Stability of continuous phenol hydroxylation over ultrafine TS-1 in side-stream membrane reactor

The stability of continuous phenol hydroxylation over ultrafine TS-1 in a side-stream membrane reactor was investigated. The membrane reactor system could be continuously operated over 20 h. The phenol conversion and dihydroxybenzene selectivity remained stable at about 11% and 95%, respectively. The filtration resistance increased through the operation process. The fresh and used TS-1 catalysts and ceramic membranes were characterized by different methods. The results of field emission scanning electron microscopy (FESEM) show more aggregation of used TS-1 catalysts than that of fresh ones. It demonstrates that some organic matters exist on the surface and in the channels of used TS-1 catalysts by the results of ultraviolet-visible spectroscopy (UV-vis), Fourier transform infrared spectroscopy (FT-IR), N₂ adsorption-desorption and thermogravimetry (TG).
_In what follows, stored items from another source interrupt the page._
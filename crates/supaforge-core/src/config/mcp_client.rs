//! Connection template for the downstream MCP server.
//!
//! Describes the `mcpServers` entry an end user pastes into their MCP
//! client to reach a project through the runtime server.

use serde::{Deserialize, Serialize};

#[derive(Debug, Clone, PartialEq, Eq, Serialize, Deserialize)]
pub struct McpClientConfig {
    /// Key under `mcpServers`.
    #[serde(default = "default_server_name")]
    pub server_name: String,

    /// Launcher command.
    #[serde(default = "default_command")]
    pub command: String,

    /// Package passed to the launcher.
    #[serde(default = "default_package")]
    pub package: String,
}

impl Default for McpClientConfig {
    fn default() -> Self {
        Self {
            server_name: default_server_name(),
            command: default_command(),
            package: default_package(),
        }
    }
}

fn default_server_name() -> String {
    "supamcpbuilder".to_string()
}

fn default_command() -> String {
    "npx".to_string()
}

fn default_package() -> String {
    "supamcpbuilder".to_string()
}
The results of X-ray diffraction (XRD) indicate that the content of titanium in the framework of used TS-1 catalysts is partly lost. Both of them together cause the deactivation of TS-1 catalysts, resulting in a decrease of phenol conversion in the initial reaction stage. The used TS-1 catalysts were regenerated by calcination for 6 h at 600°C, and the regenerated catalysts were evaluated in the phenol hydroxylation experiment compared with the results of fresh and used ones. It shows that the catalytic activity of regenerated TS-1 is higher than that of used ones but lower than that of fresh ones. The FESEM pictures show that the filter cake composed by the combination of TS-1 catalysts and organic matter adsorbed on the membrane surface leads to an increase of filtration resistance. The membrane flux can be recovered effectively by acid and alkali cleaning, and the ceramic membrane used in the experiments has excellent structure stability.